> [Information shown]
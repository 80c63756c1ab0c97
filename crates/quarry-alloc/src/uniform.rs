//! Fixed-stride resizable buffers.

use crate::backing::Backing;
use crate::error::{AllocError, Result};
use crate::math::align_up;
use crate::resizable::{BufferStats, DynamicBufferConfig, DynamicResizableBuffer, SubBuffer};

/// Growth behavior of a [`UniformResizableBuffer`], in element counts.
#[derive(Debug, Clone, Copy)]
pub struct UniformBufferConfig {
    /// Minimum number of elements added per growth step.
    pub grow_count: u64,
    /// Hard cap on the number of elements the backing may hold.
    pub max_count: u64,
}

impl Default for UniformBufferConfig {
    fn default() -> Self {
        Self {
            grow_count: 256,
            max_count: 1 << 20,
        }
    }
}

/// A resizable buffer where every allocation is one fixed-size element.
///
/// Elements are placed at a stride of `align_up(element_size, alignment)`,
/// so slots pack exactly and a freed slot is found again by best-fit. For
/// GPU use the alignment is the device's minimum offset alignment for the
/// descriptor type the buffer feeds.
pub struct UniformResizableBuffer<B> {
    inner: DynamicResizableBuffer<B>,
    element_size: u64,
    stride: u64,
    alignment: u64,
}

impl<B> Clone for UniformResizableBuffer<B> {
    fn clone(&self) -> Self {
        Self {
            inner: self.inner.clone(),
            element_size: self.element_size,
            stride: self.stride,
            alignment: self.alignment,
        }
    }
}

impl<B: Backing> UniformResizableBuffer<B> {
    /// Create a buffer of `element_size`-byte elements at the given
    /// power-of-two `alignment`.
    pub fn new(
        backing: B,
        element_size: u64,
        alignment: u64,
        config: UniformBufferConfig,
    ) -> Result<Self> {
        if element_size == 0 {
            return Err(AllocError::ZeroSize);
        }
        let alignment = alignment.max(1);
        let stride = align_up(element_size, alignment);

        let inner = DynamicResizableBuffer::new(
            backing,
            DynamicBufferConfig {
                grow_size: config.grow_count * stride,
                max_size: config.max_count * stride,
            },
        );
        Ok(Self {
            inner,
            element_size,
            stride,
            alignment,
        })
    }

    /// Allocate one element slot, optionally filled with `data`.
    pub fn allocate(&self, data: Option<&[u8]>) -> Result<SubBuffer<B>> {
        if let Some(data) = data {
            if data.len() as u64 > self.element_size {
                return Err(AllocError::DataTooLarge {
                    len: data.len() as u64,
                    size: self.element_size,
                });
            }
        }
        self.inner.allocate(self.stride, self.alignment, data)
    }

    /// Logical size of one element in bytes.
    #[must_use]
    pub const fn element_size(&self) -> u64 {
        self.element_size
    }

    /// Distance between consecutive element slots in bytes.
    #[must_use]
    pub const fn stride(&self) -> u64 {
        self.stride
    }

    /// Number of element slots the current backing can hold.
    pub fn capacity(&self) -> u64 {
        self.inner.size() / self.stride
    }

    /// Times the backing has been reallocated.
    pub fn reallocation_count(&self) -> u64 {
        self.inner.reallocation_count()
    }

    /// Snapshot of the allocation state.
    pub fn stats(&self) -> BufferStats {
        self.inner.stats()
    }

    /// Run `f` against the backing store under the buffer lock.
    pub fn with_backing<R>(&self, f: impl FnOnce(&B) -> R) -> R {
        self.inner.with_backing(f)
    }
}

#[cfg(test)]
mod tests {
    use super::*;
    use crate::backing::HostBacking;

    fn uniform(element: u64, alignment: u64) -> UniformResizableBuffer<HostBacking> {
        UniformResizableBuffer::new(
            HostBacking::new(0),
            element,
            alignment,
            UniformBufferConfig {
                grow_count: 4,
                max_count: 64,
            },
        )
        .unwrap()
    }

    #[test]
    fn stride_rounds_element_size_to_alignment() {
        let buf = uniform(20, 16);
        assert_eq!(buf.element_size(), 20);
        assert_eq!(buf.stride(), 32);
    }

    #[test]
    fn elements_pack_at_stride_offsets() {
        let buf = uniform(24, 16);
        let a = buf.allocate(None).unwrap();
        let b = buf.allocate(None).unwrap();
        let c = buf.allocate(None).unwrap();

        assert_eq!(a.offset(), 0);
        assert_eq!(b.offset(), 32);
        assert_eq!(c.offset(), 64);
    }

    #[test]
    fn freed_slot_is_reused_exactly() {
        let buf = uniform(64, 64);
        let _a = buf.allocate(None).unwrap();
        let b = buf.allocate(None).unwrap();
        let _c = buf.allocate(None).unwrap();

        let slot = b.offset();
        drop(b);
        let d = buf.allocate(None).unwrap();
        assert_eq!(d.offset(), slot);
    }

    #[test]
    fn capacity_grows_in_element_counts() {
        let buf = uniform(16, 16);
        assert_eq!(buf.capacity(), 0);

        let _a = buf.allocate(None).unwrap();
        // grow_count 4 elements per step.
        assert_eq!(buf.capacity(), 4);
    }

    #[test]
    fn max_count_caps_the_buffer() {
        let buf = uniform(16, 16);
        let mut held = Vec::new();
        for _ in 0..64 {
            held.push(buf.allocate(None).unwrap());
        }
        assert!(matches!(
            buf.allocate(None),
            Err(AllocError::ExceedsMaxSize { .. })
        ));
    }

    #[test]
    fn data_larger_than_element_is_rejected() {
        let buf = uniform(8, 8);
        let err = buf.allocate(Some(&[0; 9])).unwrap_err();
        assert!(matches!(err, AllocError::DataTooLarge { len: 9, size: 8 }));
    }

    #[test]
    fn zero_element_size_is_rejected() {
        let result = UniformResizableBuffer::new(
            HostBacking::new(0),
            0,
            16,
            UniformBufferConfig::default(),
        );
        assert!(matches!(result, Err(AllocError::ZeroSize)));
    }
}
//! Best-fit range allocation over a linear space.

use tracing::debug;

use crate::free_list::FreeList;
use crate::math::fmt_bytes;
use crate::range::MemoryRange;

/// Best-fit free-list allocator over a linear space of bytes.
///
/// Hands out `(offset, size)` reservations, returns freed reservations to a
/// coalescing free list, and can extend the space in place when the layer
/// above grows its backing store.
#[derive(Debug, Clone)]
pub struct RangeAllocator {
    size: u64,
    free: FreeList,
    allocated: u64,
    allocation_count: usize,
}

impl RangeAllocator {
    /// Create an allocator over `size` bytes, all initially free.
    #[must_use]
    pub fn new(size: u64) -> Self {
        let mut free = FreeList::new();
        free.insert(MemoryRange::new(0, size));
        Self {
            size,
            free,
            allocated: 0,
            allocation_count: 0,
        }
    }

    /// Reserve `size` bytes at the given power-of-two `alignment`.
    ///
    /// Returns the aligned offset of the reservation, or `None` when no free
    /// range fits. Zero-size requests always return `None`.
    pub fn allocate(&mut self, size: u64, alignment: u64) -> Option<u64> {
        if size == 0 {
            return None;
        }
        let offset = self.free.take_best_fit(size, alignment)?;
        self.allocated += size;
        self.allocation_count += 1;
        Some(offset)
    }

    /// Return a reservation to the free list, coalescing with its neighbors.
    ///
    /// Must be called with exactly the `(offset, size)` pair handed out by
    /// [`allocate`](Self::allocate); anything else is a logic error and is
    /// debug-asserted.
    pub fn free(&mut self, offset: u64, size: u64) {
        debug_assert!(size > 0, "freeing a zero-size reservation");
        debug_assert!(
            offset + size <= self.size,
            "freeing [{offset}..{}) outside space of {} bytes",
            offset + size,
            self.size
        );
        debug_assert!(
            self.allocated >= size,
            "freeing more bytes than are allocated"
        );

        self.free.insert(MemoryRange::new(offset, size));
        self.allocated -= size;
        self.allocation_count -= 1;
    }

    /// Extend the space to `new_size` bytes.
    ///
    /// The bytes `[old_size, new_size)` become free and coalesce with an
    /// existing free tail.
    pub fn grow(&mut self, new_size: u64) {
        debug_assert!(new_size >= self.size, "range allocator cannot shrink");
        if new_size == self.size {
            return;
        }

        debug!(
            old = %fmt_bytes(self.size),
            new = %fmt_bytes(new_size),
            "growing allocation space"
        );
        self.free.insert(MemoryRange::new(self.size, new_size - self.size));
        self.size = new_size;
    }

    /// Free bytes not in the tail free range, as a percentage of the total
    /// size. An empty or fully-tail-free space reports 0.
    #[must_use]
    pub fn fragmentation_percent(&self) -> f32 {
        if self.size == 0 {
            return 0.0;
        }
        let stranded = self.free.total_free() - self.free.tail_free(self.size);
        (stranded as f64 / self.size as f64 * 100.0) as f32
    }

    /// Total size of the space in bytes.
    #[must_use]
    pub const fn size(&self) -> u64 {
        self.size
    }

    /// Bytes currently handed out.
    #[must_use]
    pub const fn allocated(&self) -> u64 {
        self.allocated
    }

    /// Free bytes across all ranges.
    #[must_use]
    pub fn available(&self) -> u64 {
        self.free.total_free()
    }

    /// Number of live reservations.
    #[must_use]
    pub const fn allocation_count(&self) -> usize {
        self.allocation_count
    }

    /// Size of the largest contiguous free range.
    #[must_use]
    pub fn largest_free_block(&self) -> u64 {
        self.free.largest()
    }

    /// Whether no reservations are live.
    #[must_use]
    pub const fn is_empty(&self) -> bool {
        self.allocation_count == 0
    }
}

#[cfg(test)]
mod tests {
    use approx::assert_relative_eq;

    use super::*;

    #[test]
    fn allocations_account_for_size() {
        let mut alloc = RangeAllocator::new(1024);
        let a = alloc.allocate(100, 1).unwrap();
        let b = alloc.allocate(200, 1).unwrap();

        assert_eq!((a, b), (0, 100));
        assert_eq!(alloc.allocated(), 300);
        assert_eq!(alloc.available(), 724);
        assert_eq!(alloc.allocation_count(), 2);
        // I2: allocated + free == size.
        assert_eq!(alloc.allocated() + alloc.available(), alloc.size());
    }

    #[test]
    fn zero_size_allocation_is_refused() {
        let mut alloc = RangeAllocator::new(64);
        assert!(alloc.allocate(0, 1).is_none());
        assert_eq!(alloc.allocation_count(), 0);
    }

    #[test]
    fn free_returns_bytes_and_coalesces() {
        let mut alloc = RangeAllocator::new(256);
        let a = alloc.allocate(64, 1).unwrap();
        let b = alloc.allocate(64, 1).unwrap();

        alloc.free(a, 64);
        alloc.free(b, 64);

        assert_eq!(alloc.allocated(), 0);
        assert!(alloc.is_empty());
        assert_eq!(alloc.largest_free_block(), 256);
    }

    #[test]
    fn grow_extends_the_tail() {
        let mut alloc = RangeAllocator::new(128);
        let _held = alloc.allocate(128, 1).unwrap();
        assert!(alloc.allocate(1, 1).is_none());

        alloc.grow(256);
        assert_eq!(alloc.size(), 256);
        assert_eq!(alloc.allocate(64, 1), Some(128));
    }

    #[test]
    fn grow_coalesces_with_a_free_tail() {
        let mut alloc = RangeAllocator::new(128);
        let _a = alloc.allocate(64, 1).unwrap();
        let _b = alloc.allocate(32, 1).unwrap();

        // Tail [96..128) is free; growth must merge into one 160-byte block.
        alloc.grow(256);
        assert_eq!(alloc.largest_free_block(), 160);
    }

    #[test]
    fn fragmentation_ignores_the_tail_range() {
        let mut alloc = RangeAllocator::new(1000);
        let a = alloc.allocate(100, 1).unwrap();
        let _b = alloc.allocate(100, 1).unwrap();

        // Only tail space is free: no fragmentation.
        assert_relative_eq!(alloc.fragmentation_percent(), 0.0);

        // A 100-byte hole at the front is stranded.
        alloc.free(a, 100);
        assert_relative_eq!(alloc.fragmentation_percent(), 10.0, epsilon = 1e-4);
    }

    #[test]
    fn fragmentation_of_empty_space_is_zero() {
        let alloc = RangeAllocator::new(0);
        assert_relative_eq!(alloc.fragmentation_percent(), 0.0);

        let alloc = RangeAllocator::new(4096);
        assert_relative_eq!(alloc.fragmentation_percent(), 0.0);
    }

    #[test]
    fn aligned_allocations_return_aligned_offsets() {
        let mut alloc = RangeAllocator::new(1024);
        let _pad = alloc.allocate(10, 1).unwrap();
        let aligned = alloc.allocate(64, 256).unwrap();
        assert_eq!(aligned % 256, 0);
    }

    #[test]
    fn freed_hole_is_reused_by_best_fit() {
        let mut alloc = RangeAllocator::new(512);
        let a = alloc.allocate(100, 1).unwrap();
        let _b = alloc.allocate(100, 1).unwrap();

        alloc.free(a, 100);
        // The 100-byte hole is a tighter fit than the 312-byte tail.
        assert_eq!(alloc.allocate(100, 1), Some(a));
    }
}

> [Work instruction] Scan the listing above. Collect all lines with the word "Create".

> [Task answer]
    /// Create a buffer of `element_size`-byte elements at the given
    /// Create an allocator over `size` bytes, all initially free.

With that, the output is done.